O que Leïla Slimani faz aqui não é exatamente escrever um thriller — embora a tensão escorra pelas páginas com a lentidão cortante de uma faca sem pressa. Ela não quer que corramos. Ela quer que fiquemos. Que reparemos. Que nos demoremos no incômodo. É incômodo mesmo, essa palavra que coça a nuca e não se acomoda. Porque é isso: nada nesse livro se acomoda.

Canção de ninar
Canção de Ninar, de Leila Slimani (Tusquets, 192 páginas)

Louise, a babá. Myriam, a mãe. Paul, o pai. As crianças. E entre todos eles, uma dança social ensaiada, domesticada, aparentemente funcional. Mas uma dança pode esconder muita coisa — e, às vezes, basta uma nota fora do compasso para tudo desmoronar. Louise, por exemplo, sorri. Cozinha com zelo. Canta. Limpa. Abraça. E vai, pouco a pouco, sumindo dentro da casa dos outros. Tornando-se um móvel? Um ruído de fundo? Uma presença que só incomoda quando está ausente.

E é aí que Slimani nos pega. Porque a violência que se constrói nessa história não é só física. Ela é feita de apagamentos lentos, de microinvisibilidades cotidianas. Do jeito como se fala com quem serve. Ou do jeito como se deixa de falar. Do quanto se espera que alguém cuide da sua vida inteira — sem nunca se interessar pela dela.

Louise é uma personagem que nos atravessa. Porque não sabemos se a odiamos, se a tememos ou se, no fundo, algo em nós reconhece o vazio que ela carrega. Não porque sejamos capazes daquilo que ela faz — Deus nos livre —, mas porque conhecemos o cansaço. A exaustão de tentar ser necessária em um mundo que nos substitui com um clique. O desejo de ser vista, só isso. Vista. É tão pouco, mas às vezes tão distante.

E Myriam… ah, Myriam. Ela também não é uma vilã. Está só tentando. Quer voltar a trabalhar, quer ter uma vida para além dos filhos, quer se lembrar de quem era antes. Ela se debate entre culpa e desejo, entre amor e autonomia. E essa contradição é dolorosa, porque sabemos como é. Quantas mulheres, mães ou não, vivem essa corda bamba todos os dias? O livro não julga. Só expõe. E é isso que fere mais: ninguém está absolutamente certo ou absolutamente errado. Todos estão, de algum modo, tentando não afundar.

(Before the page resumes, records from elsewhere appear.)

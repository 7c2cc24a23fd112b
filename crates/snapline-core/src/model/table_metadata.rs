//! Versioned table metadata.
//!
//! `TableMetadata` is copy-on-write: every update returns a new value with
//! the next metadata version, which is then published through the storage
//! pointer swap.

use super::partition::PartitionSpec;
use super::schema::Schema;
use super::snapshot::Snapshot;
use chrono::{DateTime, Utc};
use serde::{Deserialize, Serialize};
use std::collections::{BTreeMap, HashSet};
use std::str::FromStr;
use uuid::Uuid;

/// Current metadata format version.
pub const FORMAT_VERSION: u8 = 1;

/// One entry in the history of current-snapshot changes.
#[derive(Debug, Clone, PartialEq, Eq, Serialize, Deserialize)]
pub struct SnapshotLogEntry {
    /// Snapshot that became current
    pub snapshot_id: i64,
    /// When it became current
    pub timestamp: DateTime<Utc>,
}

/// Table metadata stored in one versioned metadata file.
#[derive(Debug, Clone, PartialEq, Serialize, Deserialize)]
pub struct TableMetadata {
    /// Metadata format version
    pub format_version: u8,
    /// Table UUID
    pub table_uuid: Uuid,
    /// Table root location
    pub location: String,
    /// Version of the metadata file holding this value
    pub metadata_version: u64,
    /// Highest sequence number assigned
    pub last_sequence_number: i64,
    /// Highest snapshot id ever assigned
    pub last_snapshot_id: i64,
    /// Highest column id ever assigned
    pub last_column_id: i32,
    /// Last modification time
    pub last_updated: DateTime<Utc>,
    /// Current schema
    pub schema: Schema,
    /// Current partition spec
    pub partition_spec: PartitionSpec,
    /// Table properties
    #[serde(default)]
    pub properties: BTreeMap<String, String>,
    /// Current snapshot
    #[serde(default, skip_serializing_if = "Option::is_none")]
    pub current_snapshot_id: Option<i64>,
    /// Retained snapshots, oldest first
    #[serde(default)]
    pub snapshots: Vec<Snapshot>,
    /// History of current-snapshot changes
    #[serde(default)]
    pub snapshot_log: Vec<SnapshotLogEntry>,
}

impl TableMetadata {
    /// Metadata for a new, empty table.
    pub fn new(
        location: impl Into<String>,
        schema: Schema,
        partition_spec: PartitionSpec,
        properties: BTreeMap<String, String>,
    ) -> Self {
        let last_column_id = schema.highest_field_id();
        Self {
            format_version: FORMAT_VERSION,
            table_uuid: Uuid::new_v4(),
            location: location.into(),
            metadata_version: 1,
            last_sequence_number: 0,
            last_snapshot_id: 0,
            last_column_id,
            last_updated: Utc::now(),
            schema,
            partition_spec,
            properties,
            current_snapshot_id: None,
            snapshots: Vec::new(),
            snapshot_log: Vec::new(),
        }
    }

    /// The current snapshot, if any.
    pub fn current_snapshot(&self) -> Option<&Snapshot> {
        self.current_snapshot_id.and_then(|id| self.snapshot(id))
    }

    /// Look up a snapshot by id.
    pub fn snapshot(&self, snapshot_id: i64) -> Option<&Snapshot> {
        self.snapshots.iter().find(|s| s.snapshot_id == snapshot_id)
    }

    /// Walk the parent chain starting at `from`, newest first.
    ///
    /// The walk stops at the first snapshot whose parent is absent or no
    /// longer retained.
    pub fn ancestors(&self, from: Option<i64>) -> Vec<&Snapshot> {
        let mut chain = Vec::new();
        let mut next = from;
        while let Some(id) = next {
            match self.snapshot(id) {
                Some(snapshot) => {
                    chain.push(snapshot);
                    next = snapshot.parent_snapshot_id;
                }
                None => break,
            }
        }
        chain
    }

    /// Next snapshot id to assign.
    pub fn next_snapshot_id(&self) -> i64 {
        self.last_snapshot_id + 1
    }

    /// Next sequence number to assign.
    pub fn next_sequence_number(&self) -> i64 {
        self.last_sequence_number + 1
    }

    /// Parse a table property.
    pub fn property<T: FromStr>(&self, key: &str) -> Option<T> {
        self.properties.get(key).and_then(|v| v.parse().ok())
    }

    /// New metadata with `snapshot` as the current snapshot.
    pub fn with_snapshot(
        &self,
        snapshot: Snapshot,
        schema: Option<Schema>,
        partition_spec: Option<PartitionSpec>,
    ) -> Self {
        let mut next = self.next_version();
        if let Some(schema) = schema {
            next.last_column_id = next.last_column_id.max(schema.highest_field_id());
            next.schema = schema;
        }
        if let Some(spec) = partition_spec {
            next.partition_spec = spec;
        }
        next.last_sequence_number = next.last_sequence_number.max(snapshot.sequence_number);
        next.last_snapshot_id = next.last_snapshot_id.max(snapshot.snapshot_id);
        next.current_snapshot_id = Some(snapshot.snapshot_id);
        next.snapshot_log.push(SnapshotLogEntry {
            snapshot_id: snapshot.snapshot_id,
            timestamp: snapshot.timestamp,
        });
        next.snapshots.push(snapshot);
        next
    }

    /// New metadata with the given snapshots removed.
    ///
    /// The current snapshot is never removed.
    pub fn without_snapshots(&self, expired: &HashSet<i64>) -> Self {
        let mut next = self.next_version();
        let current = self.current_snapshot_id;
        next.snapshots
            .retain(|s| Some(s.snapshot_id) == current || !expired.contains(&s.snapshot_id));
        next.snapshot_log
            .retain(|e| Some(e.snapshot_id) == current || !expired.contains(&e.snapshot_id));
        next
    }

    /// New metadata with the given properties set.
    pub fn with_properties(&self, properties: BTreeMap<String, String>) -> Self {
        let mut next = self.next_version();
        next.properties.extend(properties);
        next
    }

    fn next_version(&self) -> Self {
        let mut next = self.clone();
        next.metadata_version = self.metadata_version + 1;
        next.last_updated = Utc::now();
        next
    }
}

O texto de Slimani tem uma secura que engana. À primeira vista, é sóbrio. Contido. Mas há algo subterrâneo ali. Um calor abafado, uma angústia que cresce. Frases curtas, às vezes. Outras, mais longas, que parecem hesitar antes de terminar. E entre elas, silêncio. Silêncio demais, talvez. Mas não silêncio poético. Silêncio de armário fechado. De ressentimento. De solidão.

É difícil classificar esse livro. Ele tem o ritmo de um thriller, a delicadeza de um drama psicológico, o peso de uma crítica social. Mas, acima de tudo, tem uma humanidade perturbadora. Porque nos obriga a olhar para o que não gostamos de ver: o que sustentamos com nosso conforto. O que permitimos ao não perguntar. O que perpetuamos ao chamar de normal.

“Canção de Ninar” é um título cruelmente belo. Porque evoca colo, cuidado, sono. Mas aqui, a canção embala a ruína. A babá canta, sim. Mas o que ela embala não é o descanso — é o abismo.

E, no fim, o que mais fica não é o sangue, nem o crime, nem o escândalo. O que fica é a pergunta muda: onde estava o afeto quando ainda havia tempo? Não para evitar o fim — mas para, quem sabe, dar sentido ao meio.

Talvez esse livro doa tanto porque ele poderia ser evitado. E não foi. E talvez, em alguma casa, em algum apartamento, agora mesmo, alguém esteja sorrindo com um prato quente na mão — e uma tristeza infinita no peito. A literatura, às vezes, é o único lugar onde conseguimos ver isso de frente.

Sim. Às vezes, é só isso. Mas isso — eu acho — já é suficiente.